Reyes grew up in Maracaibo, the once-prosperous capital of Venezuela’s oil belt. His parents, both born in Colombia, brought the family back to Colombia a decade ago.
By the time Reyes met a friend and found the juice bar on Broadway, the job opportunity had passed. The men headed back toward the Roosevelt Hotel, stopping at every construction site along the way to see if anyone would hire them, without luck.

赫苏斯·阿瓜斯的国际生命援助组织在下东区为移民提供免费法律诊所。

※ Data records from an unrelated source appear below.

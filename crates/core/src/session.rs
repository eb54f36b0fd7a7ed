//! Auth bootstrap, login and logout flows
//!
//! [`Session`] owns the collaborators (browser storages, credential holder,
//! hotel lookup) and drives the auth store and the router through the
//! [`AuthDispatch`] and [`Navigate`] handles passed to each call.

use crate::auth::{AuthAction, AuthDispatch, User};
use crate::hotel::{CredentialStore, HotelCheck, HotelLookup};
use crate::routes::{Navigate, CREATE_HOTEL_PATH, SIGN_IN_PATH};
use crate::storage::{keys, KeyValueStore};
use crate::{Error, Result};
use futures::future::{self, Either, LocalBoxFuture};
use std::rc::Rc;
use std::time::Duration;
use tracing::{error, info, warn};

/// Default bound on the post-login hotel lookup
pub const DEFAULT_LOOKUP_TIMEOUT: Duration = Duration::from_secs(15);

/// Source of delays for the lookup deadline
pub trait Timer {
    fn sleep(&self, duration: Duration) -> LocalBoxFuture<'static, ()>;
}

#[derive(Clone)]
pub struct Session {
    local: Rc<dyn KeyValueStore>,
    session: Rc<dyn KeyValueStore>,
    credentials: Rc<dyn CredentialStore>,
    hotels: Rc<dyn HotelLookup>,
    timer: Option<Rc<dyn Timer>>,
    lookup_timeout: Option<Duration>,
}

impl Session {
    pub fn builder() -> SessionBuilder {
        SessionBuilder::default()
    }

    /// Effective lookup bound; `None` when no timer is installed
    pub fn lookup_timeout(&self) -> Option<Duration> {
        self.timer.as_ref().and(self.lookup_timeout)
    }

    /// Mount-time reset.
    ///
    /// Wipes local and session storage and the stored credential, then marks
    /// the store ready and logged out. Storage failures are logged; the state
    /// still becomes ready so the sign-in screen can render.
    pub fn bootstrap(&self, auth: &dyn AuthDispatch) {
        if let Err(e) = self.local.clear() {
            error!(error = %e, "Failed to clear local storage");
        }
        if let Err(e) = self.session.clear() {
            error!(error = %e, "Failed to clear session storage");
        }
        self.credentials.clear_token();

        auth.dispatch(AuthAction::Reset);
        info!("Cleared all authentication data, starting fresh");
    }

    /// Record the signed-in user and route to the admin's hotel.
    ///
    /// Lookup failures (including a timeout) are logged and fall back to the
    /// hotel-creation screen; nothing is returned to the caller.
    pub async fn handle_login(
        &self,
        user: User,
        auth: &dyn AuthDispatch,
        navigator: &dyn Navigate,
    ) {
        info!(username = %user.username, "Handling login");

        if let Err(e) = self.persist_user(&user) {
            warn!(error = %e, "Failed to persist signed-in user");
        }
        auth.dispatch(AuthAction::Login(user));
        auth.dispatch(AuthAction::LookupStarted);

        match self.lookup_hotels().await {
            Ok(check) => {
                if let Some(hotel_id) = check.selected_hotel_id() {
                    info!(hotel_id, "Redirecting to hotel dashboard");
                    auth.dispatch(AuthAction::HotelSelected(hotel_id.to_string()));
                } else {
                    info!("No hotel found, redirecting to hotel creation");
                }
                navigator.replace(&check.redirect_path);
            }
            Err(e) => {
                error!(error = %e, "Hotel check failed during login");
                navigator.replace(CREATE_HOTEL_PATH);
            }
        }

        auth.dispatch(AuthAction::LookupFinished);
    }

    /// Drop the session and return to sign-in
    pub fn handle_logout(&self, auth: &dyn AuthDispatch, navigator: &dyn Navigate) {
        auth.dispatch(AuthAction::Logout);

        for key in [
            keys::IS_AUTHENTICATED,
            keys::CURRENT_USER,
            keys::CURRENT_USER_ID,
        ] {
            if let Err(e) = self.local.remove(key) {
                warn!(key, error = %e, "Failed to remove key on logout");
            }
        }
        self.credentials.clear_token();

        info!("Logged out");
        navigator.replace(SIGN_IN_PATH);
    }

    fn persist_user(&self, user: &User) -> Result<()> {
        self.local.set(keys::IS_AUTHENTICATED, "true")?;
        self.local
            .set(keys::CURRENT_USER, &serde_json::to_string(user)?)
    }

    async fn lookup_hotels(&self) -> Result<HotelCheck> {
        let lookup = self.hotels.check_admin_hotels();

        match (&self.timer, self.lookup_timeout) {
            (Some(timer), Some(limit)) => {
                match future::select(lookup, timer.sleep(limit)).await {
                    Either::Left((result, _)) => result,
                    Either::Right(((), _)) => Err(Error::LookupTimedOut(limit)),
                }
            }
            _ => lookup.await,
        }
    }
}

/// Builder for [`Session`]
pub struct SessionBuilder {
    local: Option<Rc<dyn KeyValueStore>>,
    session: Option<Rc<dyn KeyValueStore>>,
    credentials: Option<Rc<dyn CredentialStore>>,
    hotels: Option<Rc<dyn HotelLookup>>,
    timer: Option<Rc<dyn Timer>>,
    lookup_timeout: Option<Duration>,
}

impl Default for SessionBuilder {
    fn default() -> Self {
        Self {
            local: None,
            session: None,
            credentials: None,
            hotels: None,
            timer: None,
            lookup_timeout: Some(DEFAULT_LOOKUP_TIMEOUT),
        }
    }
}

impl SessionBuilder {
    /// Persistent storage (`localStorage` in the browser)
    pub fn local_storage(mut self, store: Rc<dyn KeyValueStore>) -> Self {
        self.local = Some(store);
        self
    }

    /// Per-tab storage (`sessionStorage` in the browser)
    pub fn session_storage(mut self, store: Rc<dyn KeyValueStore>) -> Self {
        self.session = Some(store);
        self
    }

    pub fn credentials(mut self, credentials: Rc<dyn CredentialStore>) -> Self {
        self.credentials = Some(credentials);
        self
    }

    pub fn hotel_lookup(mut self, hotels: Rc<dyn HotelLookup>) -> Self {
        self.hotels = Some(hotels);
        self
    }

    /// Timer used to enforce the lookup timeout. Without one the lookup is
    /// awaited indefinitely.
    pub fn timer(mut self, timer: Rc<dyn Timer>) -> Self {
        self.timer = Some(timer);
        self
    }

    /// `None` disables the bound
    pub fn lookup_timeout(mut self, timeout: Option<Duration>) -> Self {
        self.lookup_timeout = timeout;
        self
    }

    pub fn build(self) -> Result<Session> {
        Ok(Session {
            local: self
                .local
                .ok_or_else(|| Error::configuration("local storage is required"))?,
            session: self
                .session
                .ok_or_else(|| Error::configuration("session storage is required"))?,
            credentials: self
                .credentials
                .ok_or_else(|| Error::configuration("credential store is required"))?,
            hotels: self
                .hotels
                .ok_or_else(|| Error::configuration("hotel lookup is required"))?,
            timer: self.timer,
            lookup_timeout: self.lookup_timeout,
        })
    }
}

他表示,来到纽约的委内瑞拉人迫切需要美国的保护,因为他们正在逃离政府的压制、准军事团伙和猖獗的腐败。
“对他们来说,迫害已经成为常态化,” 阿瓜斯说道。他在上世纪80年代从委内瑞拉来到纽约,并成为了一名艾滋病活动家。
他说:“很多人仍然害怕在这里申请庇护,因为他们认为委内瑞拉政权会发现这一点。”
雷耶斯在马拉开波长大,那是委内瑞拉石油带的繁荣首府。他的父母都在哥伦比亚出生,十年前将家人带回了哥伦比亚。
当雷耶斯遇到一位朋友并找到百老汇上的果汁吧时,那个工作机会已经错过了。两个人返回罗斯福酒店的路上,在每个建筑工地停下来看看是否有人雇佣他们,但运气不佳。